──────── Information shown
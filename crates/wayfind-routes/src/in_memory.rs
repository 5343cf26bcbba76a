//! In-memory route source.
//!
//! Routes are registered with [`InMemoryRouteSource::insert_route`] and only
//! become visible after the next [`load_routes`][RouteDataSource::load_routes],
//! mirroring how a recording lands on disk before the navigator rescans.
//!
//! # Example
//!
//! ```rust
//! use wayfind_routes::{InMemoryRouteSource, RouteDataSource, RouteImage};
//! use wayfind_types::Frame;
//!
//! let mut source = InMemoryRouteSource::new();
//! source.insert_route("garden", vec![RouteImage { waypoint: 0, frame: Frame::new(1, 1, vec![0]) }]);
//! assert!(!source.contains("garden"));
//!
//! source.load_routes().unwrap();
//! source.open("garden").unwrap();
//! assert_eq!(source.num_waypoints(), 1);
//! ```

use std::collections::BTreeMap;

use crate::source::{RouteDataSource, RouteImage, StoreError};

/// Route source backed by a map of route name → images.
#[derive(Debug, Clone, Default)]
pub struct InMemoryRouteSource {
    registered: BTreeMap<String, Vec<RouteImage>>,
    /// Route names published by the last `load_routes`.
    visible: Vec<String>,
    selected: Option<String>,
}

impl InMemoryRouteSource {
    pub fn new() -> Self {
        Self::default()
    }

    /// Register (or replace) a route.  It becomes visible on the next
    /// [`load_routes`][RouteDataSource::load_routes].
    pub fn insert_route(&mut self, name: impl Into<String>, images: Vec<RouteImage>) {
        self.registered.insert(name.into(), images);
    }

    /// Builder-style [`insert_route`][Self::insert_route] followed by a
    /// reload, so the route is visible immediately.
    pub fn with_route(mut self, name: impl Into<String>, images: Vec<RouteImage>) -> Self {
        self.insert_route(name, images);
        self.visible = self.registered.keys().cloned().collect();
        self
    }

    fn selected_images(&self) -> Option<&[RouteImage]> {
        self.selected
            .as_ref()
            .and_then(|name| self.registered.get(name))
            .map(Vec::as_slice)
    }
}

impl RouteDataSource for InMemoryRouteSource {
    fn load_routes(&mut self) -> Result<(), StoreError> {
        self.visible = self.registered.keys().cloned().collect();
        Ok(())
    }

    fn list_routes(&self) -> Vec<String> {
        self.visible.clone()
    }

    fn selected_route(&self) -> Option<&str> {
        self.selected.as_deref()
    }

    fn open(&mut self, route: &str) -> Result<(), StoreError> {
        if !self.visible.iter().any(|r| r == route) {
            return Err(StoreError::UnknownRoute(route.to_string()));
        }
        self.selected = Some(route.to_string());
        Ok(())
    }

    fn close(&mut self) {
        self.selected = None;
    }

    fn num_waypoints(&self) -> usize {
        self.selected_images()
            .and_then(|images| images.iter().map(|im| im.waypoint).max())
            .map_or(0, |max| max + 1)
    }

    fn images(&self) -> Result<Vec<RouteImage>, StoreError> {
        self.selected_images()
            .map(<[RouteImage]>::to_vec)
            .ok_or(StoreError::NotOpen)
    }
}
────────────────
──────── Information shown
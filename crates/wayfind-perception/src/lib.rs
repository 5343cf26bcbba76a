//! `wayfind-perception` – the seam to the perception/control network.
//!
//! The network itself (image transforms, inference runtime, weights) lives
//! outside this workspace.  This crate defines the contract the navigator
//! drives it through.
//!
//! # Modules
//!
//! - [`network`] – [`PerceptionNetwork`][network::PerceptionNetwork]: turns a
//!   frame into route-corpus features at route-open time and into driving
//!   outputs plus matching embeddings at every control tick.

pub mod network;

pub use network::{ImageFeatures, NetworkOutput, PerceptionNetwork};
────────────────
Work item
From the listing above, copy every line where the string "crates" is found.

Solution to this task
filename crates/wayfind-routes/src/in_memory.rs
filename crates/wayfind-perception/src/lib.rs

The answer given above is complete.